# Upcoming shows near Memphis, TN?



## Carriana (May 13, 2008)

My sister just moved across the country to Memphis, TN. If possible I would like to plan a visit around attending a show. If anyone knows of anything coming up please let me know. Would love to meet some fellow forum members and dogs if I get the chance.


----------



## pitbullmamanatl (Jun 1, 2010)

ABKC show or UKC, ADBA?


----------



## pitbullmamanatl (Jun 1, 2010)

My next TN show is September 8 in Portland, TN. It isn't close to Memphis though, it is almost to Bowling-Green, Kentucky.


----------



## Carriana (May 13, 2008)

pitbullmamanatl said:


> ABKC show or UKC, ADBA?


Yes...honestly I've never been to a show, I am open to going to any of the three.


----------



## circlemkennels (Aug 29, 2010)

We have an apa show in oak ridge, tn coming up


----------



## Ignotus (Aug 15, 2012)

Portland, Tennessee is about four hours away from Memphis.

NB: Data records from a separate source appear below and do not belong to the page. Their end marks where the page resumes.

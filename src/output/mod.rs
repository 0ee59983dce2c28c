// Output formatting: terminal display of rewards, the catalog and reports.

pub mod terminal;

/// Truncate a string to at most `max_chars` characters, appending "..." if truncated.
///
/// Unlike byte slicing (`&text[..120]`), this respects UTF-8 character boundaries
/// and will never panic on multi-byte characters like emoji or accented letters.
pub fn truncate_chars(text: &str, max_chars: usize) -> String {
    let char_count = text.chars().count();
    if char_count <= max_chars {
        text.to_string()
    } else {
        let truncated: String = text.chars().take(max_chars).collect();
        format!("{truncated}...")
    }
}
// Rewards engine: coin accrual, badges, levels, the reward catalog and
// redemption. Everything here is synchronous and free of I/O; callers fetch
// report records first and hand them in.

pub mod calculator;
pub mod catalog;
pub mod redemption;
pub mod session;
pub mod sponsor;

pub use calculator::{calculate_user_rewards, Badge, RewardsSnapshot};
pub use catalog::{available_rewards, RewardCatalogEntry};
pub use redemption::{can_redeem, RedemptionOutcome};
pub use session::{RedeemGesture, RewardsSession};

The Grandslam Bully Bash 3 is four ABKC shows along with one fun show, which I'm assuming is hosted by the Bluegrass Bully Association. It's ten dollars a person at the gate. It is a benefit for the local little league.

As for ADBA shows, you could Google 'ADBSI Sanctioned Show Calender'. You might find one that's at least along the way to Memphis.


----------